20160129 – DAILY UPDATE


Just when the Federal Reserve had taken a step towards monetary orthodoxy the Bank of Japan reminded us of the quandary in which the global economy resides. Last night the Japanese central bank cut rates to -0.1%. You’re not reading that incorrectly, negative zero point one percent! Some of the European central banks have toyed with negative interest rates, short term sovereign debt in the Eurozone trades in negative territory, but here we have, for the first time, a major Asian economy crossing the zero bound. Is this even ZIRP (zero interest rate policy) anymore? Perhaps a new phrase will be coined for this new frontier. Stock markets and the commodities complex reacted positively to the news, and not surprisingly the Japanese yen fell significantly. No one should be in any doubt that the point of this exercise was to weaken the yen, and so far the Bank of Japan has been successful. Whether that lasts for long will depend to a certain extent on how other central banks react, and more pertinently how the Peoples Bank of China responds. This is what people mean when they talk about currency wars. I’ve never been a fan of ZIRP and quantitative easing, I feel the corporates who made bad decisions have been given a free option and are being bailed out while the poorer percentiles of society are left to carry the load. But the implications of the Bank of Japan’s actions could have deeper more malignant consequences than anything we’ve seen before. I’ll start off by saying that if a small South American economy was doing this there would be a far more critical response than what we’re likely to see. I say this because already the Japanese authorities own a substantial proportion of their own debt, whereas the QE in the United States and the Eurozone has involved the vast majority of government debt remaining in private hands. We really don’t know what could happen if this proves to be an error, but one of the worst case scenarios is certainly hyper-inflation. Perhaps it doesn’t happen because of the debt super-cycle and the consequential deflationary tendencies in the global economy, but I can’t help but feel a great deal of discomfort at some of the policies institutions we should trust and respect are coming up with.

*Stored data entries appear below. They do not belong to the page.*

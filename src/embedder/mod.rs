/// Embedder trait and shared types for text embedding.
///
/// The engine treats the embedding model as an opaque capability: text in,
/// fixed-dimension vector out. `hashing` provides a deterministic,
/// model-free implementation.
pub mod hashing;

use thiserror::Error;

/// Errors that can occur during embedding operations.
#[derive(Error, Debug)]
pub enum EmbedderError {
    #[error("inference failed: {0}")]
    InferenceFailed(String),

    #[error("expected {expected} vectors, got {actual}")]
    BatchSizeMismatch { expected: usize, actual: usize },

    #[error("expected dimension {expected}, got {actual}")]
    DimensionMismatch { expected: usize, actual: usize },
}

/// Trait for text embedding implementations.
///
/// All implementations must be `Send + Sync` to allow concurrent use
/// behind `Arc` from the indexer's worker pool.
pub trait Embedder: Send + Sync {
    /// Embed a single text string into a vector.
    fn embed(&self, text: &str) -> Result<Vec<f32>, EmbedderError>;

    /// Embed multiple text strings into vectors.
    fn embed_batch(&self, texts: &[&str]) -> Result<Vec<Vec<f32>>, EmbedderError>;

    /// Return the dimensionality of the embedding vectors.
    fn dimensions(&self) -> usize;
}

/// Embed `texts` in groups of at most `batch_size`, checking that every
/// batch returns one vector of the right dimension per input.
///
/// Returns the vectors and the number of embedder calls made.
pub fn embed_in_batches(
    embedder: &dyn Embedder,
    texts: &[&str],
    batch_size: usize,
) -> Result<(Vec<Vec<f32>>, usize), EmbedderError> {
    let dim = embedder.dimensions();
    let mut vectors = Vec::with_capacity(texts.len());
    let mut calls = 0;

    for batch in texts.chunks(batch_size.max(1)) {
        let out = embedder.embed_batch(batch)?;
        calls += 1;
        if out.len() != batch.len() {
            return Err(EmbedderError::BatchSizeMismatch {
                expected: batch.len(),
                actual: out.len(),
            });
        }
        for v in &out {
            if v.len() != dim {
                return Err(EmbedderError::DimensionMismatch {
                    expected: dim,
                    actual: v.len(),
                });
            }
        }
        vectors.extend(out);
    }

    Ok((vectors, calls))
}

In Nigeria the President has come out in support of the central bank (CBN). A few days ago they maintained their official peg for the naira to the US dollar despite the parallel market rate seeing a greater than 50% widening from the peg level. I think the endgame here is a little bit more predictable. It’s hard to see how further devaluations can be avoided in the next year or two. As things stand the naira has continued to weaken in the parallel market, and it’s hard to see this ending anytime soon. Worse still the market is becoming comfortable with trading at the 300 level, so it could be here to stay. One of my traders was telling me just this morning that they missed out on a deal to sell NGN at 310, so you can bet that a deal was concluded above that level in the last couple of hours!


In Southern Africa, the central bank (SARB) has taken a more orthodox approach and raised rates 0.5%. The second hike in the last few months. The rand rallied on the news, and is still trading in positive territory today. Not before time the SARB has recognised that there will be an inflationary price to pay from the recent falls in the rand. While I recognise the seeming irrationality of tightening policy when the economy is already stuttering, it’s always the poor that suffer when inflation runs out of control – there are a lot of poor voters in South Africa. It should not be up to monetary policy to provide solutions to a country’s economic ills. That is after all what governments should be about in a functioning democracy. Over to you President Zuma.


Apart from against the Japanese yen, the greenback has been in retreat against a broad range of currencies. It’s not clear to me that this situation will last for much longer. Indeed both GBP/USD and oil look to be completing corrective bounces and I would expect to see the bearish trend regaining strength in the next few days. Later on today we’ll get some GDP data, consumer spending and wages data in the United States. I think that both the consumer spending and wages data will be worth noting. That’s exactly the sort of stuff the Federal Reserve will want to use to defend their relatively hawkish stance in a world of unorthodoxy policies.